EXERCISE OBJECTIVE: What you return must match the records character for character.

___ DATA FOR THIS EXERCISE

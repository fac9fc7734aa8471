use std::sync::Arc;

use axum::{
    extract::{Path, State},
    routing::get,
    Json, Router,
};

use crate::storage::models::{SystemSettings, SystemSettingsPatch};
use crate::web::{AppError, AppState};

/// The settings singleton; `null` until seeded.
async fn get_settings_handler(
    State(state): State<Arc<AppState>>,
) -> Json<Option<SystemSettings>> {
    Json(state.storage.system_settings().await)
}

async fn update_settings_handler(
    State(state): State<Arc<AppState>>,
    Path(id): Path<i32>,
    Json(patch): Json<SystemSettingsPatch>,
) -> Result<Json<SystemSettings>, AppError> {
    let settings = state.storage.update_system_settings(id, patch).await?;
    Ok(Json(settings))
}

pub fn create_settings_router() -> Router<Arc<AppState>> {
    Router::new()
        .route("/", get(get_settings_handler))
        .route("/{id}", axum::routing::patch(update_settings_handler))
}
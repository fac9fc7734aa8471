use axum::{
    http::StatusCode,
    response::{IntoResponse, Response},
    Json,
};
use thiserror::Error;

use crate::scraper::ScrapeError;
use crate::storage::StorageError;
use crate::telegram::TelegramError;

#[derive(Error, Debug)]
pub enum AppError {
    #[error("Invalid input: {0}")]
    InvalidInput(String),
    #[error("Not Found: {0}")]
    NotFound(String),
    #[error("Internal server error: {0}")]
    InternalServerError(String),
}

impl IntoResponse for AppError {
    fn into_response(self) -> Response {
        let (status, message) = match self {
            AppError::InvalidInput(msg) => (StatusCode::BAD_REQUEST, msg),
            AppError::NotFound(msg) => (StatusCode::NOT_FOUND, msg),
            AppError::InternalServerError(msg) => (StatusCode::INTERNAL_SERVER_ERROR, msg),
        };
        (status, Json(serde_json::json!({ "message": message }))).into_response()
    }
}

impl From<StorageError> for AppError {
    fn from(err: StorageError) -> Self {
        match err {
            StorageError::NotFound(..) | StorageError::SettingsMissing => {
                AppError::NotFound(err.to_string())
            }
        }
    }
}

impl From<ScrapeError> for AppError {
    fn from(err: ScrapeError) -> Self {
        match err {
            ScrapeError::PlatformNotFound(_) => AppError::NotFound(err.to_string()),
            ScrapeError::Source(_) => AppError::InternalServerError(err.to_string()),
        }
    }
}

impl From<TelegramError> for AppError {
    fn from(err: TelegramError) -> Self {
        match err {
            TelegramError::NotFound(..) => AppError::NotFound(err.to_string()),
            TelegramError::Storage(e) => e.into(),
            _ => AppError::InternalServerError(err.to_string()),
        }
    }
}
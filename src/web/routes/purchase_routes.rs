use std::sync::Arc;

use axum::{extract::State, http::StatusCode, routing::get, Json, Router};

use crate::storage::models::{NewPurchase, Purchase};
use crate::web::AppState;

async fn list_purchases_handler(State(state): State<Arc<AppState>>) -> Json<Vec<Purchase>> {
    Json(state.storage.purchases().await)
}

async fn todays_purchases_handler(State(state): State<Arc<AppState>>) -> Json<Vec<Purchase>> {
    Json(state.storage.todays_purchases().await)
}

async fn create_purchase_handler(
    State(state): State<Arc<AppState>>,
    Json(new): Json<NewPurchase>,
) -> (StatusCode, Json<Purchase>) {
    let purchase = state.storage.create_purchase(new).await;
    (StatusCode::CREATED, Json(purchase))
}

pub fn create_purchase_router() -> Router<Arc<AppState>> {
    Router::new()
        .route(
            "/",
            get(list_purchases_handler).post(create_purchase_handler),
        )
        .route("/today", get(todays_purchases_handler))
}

______

SOLUTION TO THIS PROBLEM:
repository fac9fc7734aa8471
use std::sync::Arc;

use axum::{
    extract::{Path, State},
    routing::get,
    Json, Router,
};

use crate::storage::models::{SystemSettings, SystemSettingsPatch};
use crate::web::{AppError, AppState};

/// The settings singleton; `null` until seeded.
async fn get_settings_handler(
    State(state): State<Arc<AppState>>,
) -> Json<Option<SystemSettings>> {
    Json(state.storage.system_settings().await)
}

async fn update_settings_handler(
    State(state): State<Arc<AppState>>,
    Path(id): Path<i32>,
    Json(patch): Json<SystemSettingsPatch>,
) -> Result<Json<SystemSettings>, AppError> {
    let settings = state.storage.update_system_settings(id, patch).await?;
    Ok(Json(settings))
}

pub fn create_settings_router() -> Router<Arc<AppState>> {
    Router::new()
        .route("/", get(get_settings_handler))
        .route("/{id}", axum::routing::patch(update_settings_handler))
}
repository fac9fc7734aa8471
use axum::{
    http::StatusCode,
    response::{IntoResponse, Response},
    Json,
};
use thiserror::Error;

use crate::scraper::ScrapeError;
use crate::storage::StorageError;
use crate::telegram::TelegramError;

#[derive(Error, Debug)]
pub enum AppError {
    #[error("Invalid input: {0}")]
    InvalidInput(String),
    #[error("Not Found: {0}")]
    NotFound(String),
    #[error("Internal server error: {0}")]
    InternalServerError(String),
}

impl IntoResponse for AppError {
    fn into_response(self) -> Response {
        let (status, message) = match self {
            AppError::InvalidInput(msg) => (StatusCode::BAD_REQUEST, msg),
            AppError::NotFound(msg) => (StatusCode::NOT_FOUND, msg),
            AppError::InternalServerError(msg) => (StatusCode::INTERNAL_SERVER_ERROR, msg),
        };
        (status, Json(serde_json::json!({ "message": message }))).into_response()
    }
}

impl From<StorageError> for AppError {
    fn from(err: StorageError) -> Self {
        match err {
            StorageError::NotFound(..) | StorageError::SettingsMissing => {
                AppError::NotFound(err.to_string())
            }
        }
    }
}

impl From<ScrapeError> for AppError {
    fn from(err: ScrapeError) -> Self {
        match err {
            ScrapeError::PlatformNotFound(_) => AppError::NotFound(err.to_string()),
            ScrapeError::Source(_) => AppError::InternalServerError(err.to_string()),
        }
    }
}

impl From<TelegramError> for AppError {
    fn from(err: TelegramError) -> Self {
        match err {
            TelegramError::NotFound(..) => AppError::NotFound(err.to_string()),
            TelegramError::Storage(e) => e.into(),
            _ => AppError::InternalServerError(err.to_string()),
        }
    }
}
filename src/web/routes/purchase_routes.rs
use std::sync::Arc;

use axum::{extract::State, http::StatusCode, routing::get, Json, Router};

use crate::storage::models::{NewPurchase, Purchase};
use crate::web::AppState;

async fn list_purchases_handler(State(state): State<Arc<AppState>>) -> Json<Vec<Purchase>> {
    Json(state.storage.purchases().await)
}

async fn todays_purchases_handler(State(state): State<Arc<AppState>>) -> Json<Vec<Purchase>> {
    Json(state.storage.todays_purchases().await)
}

async fn create_purchase_handler(
    State(state): State<Arc<AppState>>,
    Json(new): Json<NewPurchase>,
) -> (StatusCode, Json<Purchase>) {
    let purchase = state.storage.create_purchase(new).await;
    (StatusCode::CREATED, Json(purchase))
}

pub fn create_purchase_router() -> Router<Arc<AppState>> {
    Router::new()
        .route(
            "/",
            get(list_purchases_handler).post(create_purchase_handler),
        )
        .route("/today", get(todays_purchases_handler))
}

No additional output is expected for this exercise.